- **Task material**
++++++++++

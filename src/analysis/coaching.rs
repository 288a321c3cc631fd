// src/analysis/coaching.rs

//! Coaching tendencies: play-calling balance and defensive pressure.

use serde::{Deserialize, Serialize};

use crate::analysis::{keyed, require};
use crate::graph::{Payload, Work};

pub const OUTPUT_KEY: &str = "coaching_analysis";

const RUN_HEAVY_RATIO: f64 = 1.1;
const PASS_HEAVY_RATIO: f64 = 0.9;
const HEAVY_BLITZ_RATE: f64 = 0.3;

#[derive(Debug, Clone, Deserialize)]
pub struct CoachingProfile {
    #[serde(default = "default_run_pass_ratio")]
    pub run_pass_ratio: f64,
    #[serde(default)]
    pub red_zone_efficiency: f64,
    #[serde(default)]
    pub blitz_frequency: f64,
    #[serde(default)]
    pub coverage_preferences: Vec<String>,
    #[serde(default)]
    pub fourth_down_decisions: Vec<String>,
}

fn default_run_pass_ratio() -> f64 {
    1.0
}

impl Default for CoachingProfile {
    fn default() -> Self {
        Self {
            run_pass_ratio: default_run_pass_ratio(),
            red_zone_efficiency: 0.0,
            blitz_frequency: 0.0,
            coverage_preferences: Vec::new(),
            fourth_down_decisions: Vec::new(),
        }
    }
}

#[derive(Debug, Deserialize)]
struct TeamCoaching {
    #[serde(default)]
    coaching: CoachingProfile,
}

#[derive(Debug, Clone, Copy, PartialEq, Eq, Serialize, Deserialize)]
#[serde(rename_all = "kebab-case")]
pub enum OffensiveIdentity {
    RunHeavy,
    PassHeavy,
    Balanced,
}

#[derive(Debug, Clone, Serialize, Deserialize)]
pub struct OffensiveTendencies {
    pub run_pass_ratio: f64,
    pub red_zone_efficiency: f64,
    pub identity: OffensiveIdentity,
    pub fourth_down_decisions: Vec<String>,
}

#[derive(Debug, Clone, Serialize, Deserialize)]
pub struct DefensiveSchemes {
    pub blitz_frequency: f64,
    pub coverage_preferences: Vec<String>,
}

#[derive(Debug, Clone, Serialize, Deserialize)]
pub struct TeamCoachingProfile {
    pub offensive_tendencies: OffensiveTendencies,
    pub defensive_schemes: DefensiveSchemes,
    pub notes: Vec<String>,
}

#[derive(Debug, Clone, Serialize, Deserialize)]
pub struct CoachingReport {
    pub home: TeamCoachingProfile,
    pub away: TeamCoachingProfile,
}

pub fn analyze_coaching(profile: &CoachingProfile) -> TeamCoachingProfile {
    let identity = if profile.run_pass_ratio > RUN_HEAVY_RATIO {
        OffensiveIdentity::RunHeavy
    } else if profile.run_pass_ratio < PASS_HEAVY_RATIO {
        OffensiveIdentity::PassHeavy
    } else {
        OffensiveIdentity::Balanced
    };

    let mut notes = Vec::new();
    if profile.blitz_frequency > HEAVY_BLITZ_RATE {
        notes.push("expect pressure packages on obvious passing downs".to_string());
    }

    TeamCoachingProfile {
        offensive_tendencies: OffensiveTendencies {
            run_pass_ratio: profile.run_pass_ratio,
            red_zone_efficiency: profile.red_zone_efficiency,
            identity,
            fourth_down_decisions: profile.fourth_down_decisions.clone(),
        },
        defensive_schemes: DefensiveSchemes {
            blitz_frequency: profile.blitz_frequency,
            coverage_preferences: profile.coverage_preferences.clone(),
        },
        notes,
    }
}

#[derive(Debug, Clone, Copy, Default)]
pub struct CoachingAnalysis;

impl Work for CoachingAnalysis {
    fn run(&self, input: &Payload) -> anyhow::Result<Payload> {
        let home: TeamCoaching = require(input, "home")?;
        let away: TeamCoaching = require(input, "away")?;

        let report = CoachingReport {
            home: analyze_coaching(&home.coaching),
            away: analyze_coaching(&away.coaching),
        };

        keyed(OUTPUT_KEY, &report)
    }
}

#[cfg(test)]
mod tests {
    use super::*;

    #[test]
    fn ground_and_pound_is_run_heavy() {
        let profile = analyze_coaching(&CoachingProfile {
            run_pass_ratio: 1.3,
            ..CoachingProfile::default()
        });
        assert_eq!(
            profile.offensive_tendencies.identity,
            OffensiveIdentity::RunHeavy
        );
    }

    #[test]
    fn air_raid_is_pass_heavy() {
        let profile = analyze_coaching(&CoachingProfile {
            run_pass_ratio: 0.7,
            ..CoachingProfile::default()
        });
        assert_eq!(
            profile.offensive_tendencies.identity,
            OffensiveIdentity::PassHeavy
        );
    }

    #[test]
    fn blitz_heavy_defense_is_noted() {
        let profile = analyze_coaching(&CoachingProfile {
            blitz_frequency: 0.42,
            ..CoachingProfile::default()
        });
        assert_eq!(profile.notes.len(), 1);
    }

    #[test]
    fn default_profile_is_balanced_and_quiet() {
        let profile = analyze_coaching(&CoachingProfile::default());
        assert_eq!(
            profile.offensive_tendencies.identity,
            OffensiveIdentity::Balanced
        );
        assert!(profile.notes.is_empty());
    }
}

++++++++++

- **Instructions to follow**
Wherever the word "impl" turns up in the records, copy out the line it is on.

- **Answer area**
impl Default for CoachingProfile {
impl Work for CoachingAnalysis {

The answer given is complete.